Tom Ford suit, Omega watch, Crockett & Jones shoes. Aston Martin for the car, Walther for the gun and Bollinger for the champagne. During the last 15 years, class was spelled “C-R-A-I-G.” For nearly the same timeframe, the name “Merkel” was synonymous with leadership. Now, I’m struggling to say goodbye to both of them.
I was three when Angela Merkel became chancellor of Germany and four when Daniel Craig first embodied the role of Britain’s finest spy. I grew up watching Merkel be the only responsible adult in a room full of world leaders and Craig’s embodiment of James Bond saving that world time and time again. They remind me of an epoch that’s gone, never to return.
Both Bond and Merkel are products of the Cold War; perhaps too dated and archaic for this era of populism and galactic heroes. As much as I enjoy watching Marvel put out another entry into its cosmic saga, the simplicity of the man with the three-number name makes my heart race. Also, as engrossing as the Trump-era of television can be, now when I watch channels like CNN and Fox News I long for the days of Truman and Eisenhower, when politics was about making prudent choices. I never got to be a part of that generation, but Angela Merkel made me feel like I did.
Sometimes I wish the world were more comprehensible, that its battles could be resolved through suave spies. Sometimes I wish global politics were still seemingly divided into two ideological camps. At least then we’d know who the enemy was. That’s not the case anymore. Today, we see insurrections on American soil. We see vaccines being politicized. We see nutjobs and extremists becoming members of Congress. So I wonder: Is there a place for the Bonds and Merkels of the world nowadays?
Chancellor Merkel was a pragmatist. Even as a conservative, she opened the borders of her country to all refugees searching for a home. She found a way to solve the Euro-zone debt crisis. And she prevented the EU’s demise after the tragedy that was (and is) “Brexit.” Merkel holds the highest approval rating of any world leader 16 years after stepping into office. Her party, the Christian Democratic Union, is struggling to find a worthy successor. Their choice for this general election, Armin Laschet, has almost certainly lost his bid for the chancellorship. Two years ago, Merkel’s heir apparent, Annegret Kramp-Karrenbauer, lost her place as the CDU’s leader following a political scandal. All of this isn’t surprising: the shadow of Merkel would loom large over anyone. And guess what — whether it’s Henry Cavill, Idris Elba, Tom Hiddleston, Michael Fassbender or someone else, they will all flounder in trying to replace Daniel Craig as he leaves the character that made him famous.

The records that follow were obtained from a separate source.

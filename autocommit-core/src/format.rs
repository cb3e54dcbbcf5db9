use crate::models::{ChangeType, Commit};

/// `<7-char id> <message> (<n> changes)`.
pub fn oneline(commit: &Commit) -> String {
    let short_id: String = commit.id.chars().take(7).collect();
    let count = commit.changes.len();
    if count == 0 {
        return format!("{} {}", short_id, commit.message);
    }
    let noun = if count == 1 { "change" } else { "changes" };
    format!("{} {} ({} {})", short_id, commit.message, count, noun)
}

/// Multi-line rendering: header, message, and one line per change.
pub fn full(commit: &Commit) -> String {
    let mut out = String::new();

    out.push_str(&format!("commit {}\n", commit.id));
    if let Some(parent) = &commit.parent_id {
        out.push_str(&format!("parent {}\n", parent));
    }
    out.push_str(&format!("author {}\n", commit.author));
    out.push_str(&format!("date {}\n", commit.timestamp.to_rfc3339()));
    out.push_str(&format!("strategy {}\n", commit.strategy.as_str()));
    if !commit.tags.is_empty() {
        out.push_str(&format!("tags {}\n", commit.tags.join(", ")));
    }

    out.push('\n');
    out.push_str(&commit.message);
    out.push_str("\n\n");

    out.push_str("Changes:\n");
    for change in &commit.changes {
        let prefix = match change.change_type {
            ChangeType::Added => "+",
            ChangeType::Deleted => "-",
            ChangeType::Modified => "M",
        };
        out.push_str(&format!("  {} {}", prefix, change.path));
        if change.change_type == ChangeType::Modified {
            if let Some(delta) = change.size_delta {
                if delta >= 0 {
                    out.push_str(&format!(" (+{}B)", delta));
                } else {
                    out.push_str(&format!(" (-{}B)", -delta));
                }
            }
        }
        out.push('\n');
    }

    out
}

It took several generations of middling Bonds to find a sterling inheritor for Sir Sean Connery. None of them were terrible. Most incorporated the main aspects that characterize Bond into their roles. Yet Craig (with some help from Dame Judi Dench, Ralph Fiennes, Ben Whishaw and Naomi Harris, along with Mads Mikkelsen’s and Javier Bardem’s stellar villains) brought back the perfect Bond combination of craggy and debonair. In contrast, Merkel had a standard to meet when she became chancellor. Phenomenal, transformational leaders like Konrad Adenauer, Willy Brandt and Helmut Kohl occupied the office before her. In fact, Merkel’s political ascent began during Kohl’s administration, as Minister for Women and Youth. Hence, the Merkel-Craig pair had tough jobs ahead, but both outperformed expectations.

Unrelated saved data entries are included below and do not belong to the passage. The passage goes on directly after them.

use chrono::{DateTime, Utc};
use serde::{Deserialize, Serialize};
use std::collections::HashMap;
use std::path::PathBuf;

pub const DEFAULT_BATCH_SIZE: usize = 5;
pub const DEFAULT_INTERVAL_MS: u64 = 60_000;

#[derive(Debug, Clone, Copy, PartialEq, Eq, Serialize, Deserialize)]
#[serde(rename_all = "lowercase")]
pub enum ChangeType {
    Added,
    Modified,
    Deleted,
}

impl ChangeType {
    pub fn as_str(&self) -> &str {
        match self {
            ChangeType::Added => "added",
            ChangeType::Modified => "modified",
            ChangeType::Deleted => "deleted",
        }
    }

    /// Verb used when summarizing a change group in a commit message.
    pub fn verb(&self) -> &str {
        match self {
            ChangeType::Added => "Add",
            ChangeType::Modified => "Update",
            ChangeType::Deleted => "Remove",
        }
    }

    pub fn parse(s: &str) -> Option<Self> {
        match s {
            "added" => Some(ChangeType::Added),
            "modified" => Some(ChangeType::Modified),
            "deleted" => Some(ChangeType::Deleted),
            _ => None,
        }
    }
}

#[derive(Debug, Clone, Copy, PartialEq, Eq, PartialOrd, Ord, Hash, Serialize, Deserialize)]
#[serde(rename_all = "lowercase")]
pub enum FileCategory {
    Script,
    Scene,
    Resource,
    Shader,
    Asset,
    Config,
    Doc,
    Unknown,
}

impl FileCategory {
    /// Map a lowercase file extension (without dot) to its category.
    pub fn from_extension(ext: &str) -> Self {
        match ext {
            "gd" | "cs" | "rs" | "py" | "js" | "ts" | "sh" => FileCategory::Script,
            "tscn" | "scn" => FileCategory::Scene,
            "tres" | "res" => FileCategory::Resource,
            "gdshader" | "glsl" | "wgsl" => FileCategory::Shader,
            "png" | "jpg" | "jpeg" | "svg" | "webp" | "wav" | "ogg" | "mp3" | "ttf" | "otf"
            | "glb" | "gltf" => FileCategory::Asset,
            "json" | "toml" | "yaml" | "yml" | "cfg" | "ini" | "import" | "godot" => {
                FileCategory::Config
            }
            "md" | "txt" | "rst" => FileCategory::Doc,
            _ => FileCategory::Unknown,
        }
    }

    pub fn as_str(&self) -> &str {
        match self {
            FileCategory::Script => "script",
            FileCategory::Scene => "scene",
            FileCategory::Resource => "resource",
            FileCategory::Shader => "shader",
            FileCategory::Asset => "asset",
            FileCategory::Config => "config",
            FileCategory::Doc => "doc",
            FileCategory::Unknown => "unknown",
        }
    }
}

#[derive(Debug, Clone, Copy, PartialEq, Eq, Serialize, Deserialize)]
#[serde(rename_all = "lowercase")]
pub enum CommitStrategy {
    Immediate,
    Batched,
    Interval,
    Manual,
}

impl CommitStrategy {
    pub fn as_str(&self) -> &str {
        match self {
            CommitStrategy::Immediate => "immediate",
            CommitStrategy::Batched => "batched",
            CommitStrategy::Interval => "interval",
            CommitStrategy::Manual => "manual",
        }
    }
}

/// One file as seen by a single scan pass. Not persisted.
#[derive(Debug, Clone, PartialEq, Eq)]
pub struct TrackedFile {
    pub path: String,
    pub hash: String,
    pub size: u64,
    pub category: FileCategory,
    pub last_modified: DateTime<Utc>,
}

impl TrackedFile {
    pub fn to_snapshot(&self) -> FileSnapshot {
        FileSnapshot {
            path: self.path.clone(),
            hash: self.hash.clone(),
            size: self.size,
            last_modified: self.last_modified,
        }
    }
}

/// Persisted per-path baseline used as the diff reference point.
#[derive(Debug, Clone, PartialEq, Eq, Serialize, Deserialize)]
pub struct FileSnapshot {
    pub path: String,
    pub hash: String,
    pub size: u64,
    pub last_modified: DateTime<Utc>,
}

#[derive(Debug, Clone, PartialEq, Eq, Serialize, Deserialize)]
pub struct CommitChange {
    pub path: String,
    pub change_type: ChangeType,
    pub category: FileCategory,
    #[serde(default, skip_serializing_if = "Option::is_none")]
    pub old_hash: Option<String>,
    #[serde(default, skip_serializing_if = "Option::is_none")]
    pub new_hash: Option<String>,
    #[serde(default, skip_serializing_if = "Option::is_none")]
    pub size_delta: Option<i64>,
}

impl CommitChange {
    pub fn added(path: impl Into<String>, category: FileCategory, new_hash: String) -> Self {
        Self {
            path: path.into(),
            change_type: ChangeType::Added,
            category,
            old_hash: None,
            new_hash: Some(new_hash),
            size_delta: None,
        }
    }

    pub fn modified(
        path: impl Into<String>,
        category: FileCategory,
        old_hash: String,
        new_hash: String,
        size_delta: i64,
    ) -> Self {
        Self {
            path: path.into(),
            change_type: ChangeType::Modified,
            category,
            old_hash: Some(old_hash),
            new_hash: Some(new_hash),
            size_delta: Some(size_delta),
        }
    }

    pub fn deleted(
        path: impl Into<String>,
        category: FileCategory,
        old_hash: String,
        old_size: u64,
    ) -> Self {
        Self {
            path: path.into(),
            change_type: ChangeType::Deleted,
            category,
            old_hash: Some(old_hash),
            new_hash: None,
            size_delta: Some(-(old_size as i64)),
        }
    }
}

/// Immutable commit record. `parent_id` forms a singly linked chain that
/// terminates at `None`.
#[derive(Debug, Clone, Serialize, Deserialize)]
pub struct Commit {
    pub id: String,
    pub project_id: String,
    pub timestamp: DateTime<Utc>,
    pub message: String,
    pub author: String,
    pub changes: Vec<CommitChange>,
    pub strategy: CommitStrategy,
    pub parent_id: Option<String>,
    #[serde(default)]
    pub tags: Vec<String>,
    #[serde(default)]
    pub metadata: HashMap<String, String>,
}

impl Commit {
    pub fn with_tags(mut self, tags: Vec<String>) -> Self {
        self.tags = tags;
        self
    }

    pub fn with_metadata(mut self, key: String, value: String) -> Self {
        self.metadata.insert(key, value);
        self
    }
}

#[derive(Debug, Clone, Serialize, Deserialize)]
pub struct AutoCommitConfig {
    pub project_id: String,
    pub project_path: PathBuf,
    pub author: String,
    pub strategy: CommitStrategy,
    #[serde(default, skip_serializing_if = "Option::is_none")]
    pub interval_ms: Option<u64>,
    #[serde(default, skip_serializing_if = "Option::is_none")]
    pub batch_size: Option<usize>,
    #[serde(default)]
    pub ignore_patterns: Vec<String>,
    #[serde(default)]
    pub track_extensions: Vec<String>,
    #[serde(default, skip_serializing_if = "Option::is_none")]
    pub auto_message: Option<bool>,
    #[serde(default, skip_serializing_if = "Option::is_none")]
    pub max_commits: Option<usize>,
}

impl AutoCommitConfig {
    pub fn new(project_path: impl Into<PathBuf>, author: impl Into<String>) -> Self {
        Self {
            project_id: uuid::Uuid::new_v4().to_string(),
            project_path: project_path.into(),
            author: author.into(),
            strategy: CommitStrategy::Immediate,
            interval_ms: None,
            batch_size: None,
            ignore_patterns: default_ignore_patterns(),
            track_extensions: Vec::new(),
            auto_message: None,
            max_commits: None,
        }
    }

    pub fn with_strategy(mut self, strategy: CommitStrategy) -> Self {
        self.strategy = strategy;
        self
    }

    pub fn with_interval_ms(mut self, interval_ms: u64) -> Self {
        self.interval_ms = Some(interval_ms);
        self
    }

    pub fn with_batch_size(mut self, batch_size: usize) -> Self {
        self.batch_size = Some(batch_size);
        self
    }

    pub fn with_ignore_patterns(mut self, patterns: Vec<String>) -> Self {
        self.ignore_patterns = patterns;
        self
    }

    pub fn with_track_extensions(mut self, extensions: Vec<String>) -> Self {
        self.track_extensions = extensions;
        self
    }

    pub fn with_auto_message(mut self, auto_message: bool) -> Self {
        self.auto_message = Some(auto_message);
        self
    }

    pub fn with_max_commits(mut self, max_commits: usize) -> Self {
        self.max_commits = Some(max_commits);
        self
    }

    pub fn effective_batch_size(&self) -> usize {
        self.batch_size.unwrap_or(DEFAULT_BATCH_SIZE)
    }

    pub fn effective_interval_ms(&self) -> u64 {
        self.interval_ms.unwrap_or(DEFAULT_INTERVAL_MS)
    }

    pub fn auto_message_enabled(&self) -> bool {
        self.auto_message.unwrap_or(true)
    }
}

pub fn default_ignore_patterns() -> Vec<String> {
    vec![
        ".git".to_string(),
        ".autocommit".to_string(),
        ".godot".to_string(),
        ".import".to_string(),
        "target".to_string(),
        "node_modules".to_string(),
    ]
}

/// Partial update applied to a stored config. Identity fields
/// (`project_id`, `project_path`) are fixed at init.
#[derive(Debug, Clone, Default)]
pub struct ConfigUpdate {
    pub author: Option<String>,
    pub strategy: Option<CommitStrategy>,
    pub interval_ms: Option<u64>,
    pub batch_size: Option<usize>,
    pub ignore_patterns: Option<Vec<String>>,
    pub track_extensions: Option<Vec<String>>,
    pub auto_message: Option<bool>,
    pub max_commits: Option<usize>,
}

impl ConfigUpdate {
    pub fn apply(&self, config: &mut AutoCommitConfig) {
        if let Some(author) = &self.author {
            config.author = author.clone();
        }
        if let Some(strategy) = self.strategy {
            config.strategy = strategy;
        }
        if let Some(interval_ms) = self.interval_ms {
            config.interval_ms = Some(interval_ms);
        }
        if let Some(batch_size) = self.batch_size {
            config.batch_size = Some(batch_size);
        }
        if let Some(patterns) = &self.ignore_patterns {
            config.ignore_patterns = patterns.clone();
        }
        if let Some(extensions) = &self.track_extensions {
            config.track_extensions = extensions.clone();
        }
        if let Some(auto_message) = self.auto_message {
            config.auto_message = Some(auto_message);
        }
        if let Some(max_commits) = self.max_commits {
            config.max_commits = Some(max_commits);
        }
    }
}

/// Mutable head record, one per project.
#[derive(Debug, Clone, Serialize, Deserialize)]
pub struct AutoCommitState {
    pub last_commit_id: Option<String>,
    pub last_commit_time: Option<DateTime<Utc>>,
    pub total_commits: u64,
    pub pending_changes: Vec<CommitChange>,
    pub is_running: bool,
    pub created_at: DateTime<Utc>,
    pub updated_at: DateTime<Utc>,
}

impl AutoCommitState {
    pub fn new() -> Self {
        let now = Utc::now();
        Self {
            last_commit_id: None,
            last_commit_time: None,
            total_commits: 0,
            pending_changes: Vec::new(),
            is_running: false,
            created_at: now,
            updated_at: now,
        }
    }
}

impl Default for AutoCommitState {
    fn default() -> Self {
        Self::new()
    }
}

#[cfg(test)]
mod tests {
    use super::*;

    #[test]
    fn test_change_type_round_trip() {
        for ct in [ChangeType::Added, ChangeType::Modified, ChangeType::Deleted] {
            assert_eq!(ChangeType::parse(ct.as_str()), Some(ct));
        }
        assert_eq!(ChangeType::parse("renamed"), None);
    }

    #[test]
    fn test_change_type_verbs() {
        assert_eq!(ChangeType::Added.verb(), "Add");
        assert_eq!(ChangeType::Modified.verb(), "Update");
        assert_eq!(ChangeType::Deleted.verb(), "Remove");
    }

    #[test]
    fn test_category_table() {
        assert_eq!(FileCategory::from_extension("gd"), FileCategory::Script);
        assert_eq!(FileCategory::from_extension("tscn"), FileCategory::Scene);
        assert_eq!(FileCategory::from_extension("tres"), FileCategory::Resource);
        assert_eq!(FileCategory::from_extension("png"), FileCategory::Asset);
        assert_eq!(FileCategory::from_extension("toml"), FileCategory::Config);
        assert_eq!(FileCategory::from_extension("md"), FileCategory::Doc);
        assert_eq!(FileCategory::from_extension("xyz"), FileCategory::Unknown);
    }

    #[test]
    fn test_config_defaults() {
        let config = AutoCommitConfig::new("/test/project", "agent");
        assert_eq!(config.strategy, CommitStrategy::Immediate);
        assert_eq!(config.effective_batch_size(), DEFAULT_BATCH_SIZE);
        assert_eq!(config.effective_interval_ms(), DEFAULT_INTERVAL_MS);
        assert!(config.auto_message_enabled());
        assert!(config.ignore_patterns.contains(&".autocommit".to_string()));
        assert!(!config.project_id.is_empty());
    }

    #[test]
    fn test_config_builders() {
        let config = AutoCommitConfig::new("/test/project", "agent")
            .with_strategy(CommitStrategy::Batched)
            .with_batch_size(3)
            .with_max_commits(10)
            .with_track_extensions(vec!["gd".to_string()]);

        assert_eq!(config.strategy, CommitStrategy::Batched);
        assert_eq!(config.effective_batch_size(), 3);
        assert_eq!(config.max_commits, Some(10));
        assert_eq!(config.track_extensions, vec!["gd".to_string()]);
    }

    #[test]
    fn test_config_update() {
        let mut config = AutoCommitConfig::new("/test/project", "agent");
        let id = config.project_id.clone();

        let update = ConfigUpdate {
            strategy: Some(CommitStrategy::Interval),
            interval_ms: Some(1000),
            ..Default::default()
        };
        update.apply(&mut config);

        assert_eq!(config.strategy, CommitStrategy::Interval);
        assert_eq!(config.effective_interval_ms(), 1000);
        assert_eq!(config.project_id, id);
        assert_eq!(config.author, "agent");
    }

    #[test]
    fn test_deleted_change_size_delta() {
        let change = CommitChange::deleted("old.gd", FileCategory::Script, "abc".to_string(), 42);
        assert_eq!(change.size_delta, Some(-42));
        assert!(change.new_hash.is_none());
    }

    #[test]
    fn test_state_new() {
        let state = AutoCommitState::new();
        assert!(state.last_commit_id.is_none());
        assert_eq!(state.total_commits, 0);
        assert!(state.pending_changes.is_empty());
        assert!(!state.is_running);
    }
}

So today, I honor the legacy of the first blonde Bond and the first female German chancellor. The female chancellor who was educated in a communist society, East Berlin, could have continued on a Marxist course, yet became a symbol for humane conservatism and a paragon for political centrism. As “No Time to Die” is released and the SPD becomes the ruling party in Deutschland, I grieve for the last vestiges of a world I never lived in but always imagined. I’m coming to terms with this polarized America that has replaced a polarized world; the fear that the enemy is no longer without, but within. I mourn the departure of the real end of the Cold War legacy, the war of Ian Fleming and the Berlin in which Merkel grew up. It’s an oxymoron: a Cold War that brought strife and fear for more than half a century, yet always provided stability, unity and the hope for a better tomorrow. Now that that hope turns into reality, we face more uncertainty than ever before. Sometimes I wish I could be there — in a world not known to me but invariably trusted. I plead for its return, and so should you: the return of the Trumans and Connerys, of an America with two moderate political parties, and of a world which found its final frontier in Craig’s Bond and Merkel. May the horrendous elements of the Cold War — the nuclear bunkers, the Stalins — be a remnant of history, while the exceptional components of the age are reborn.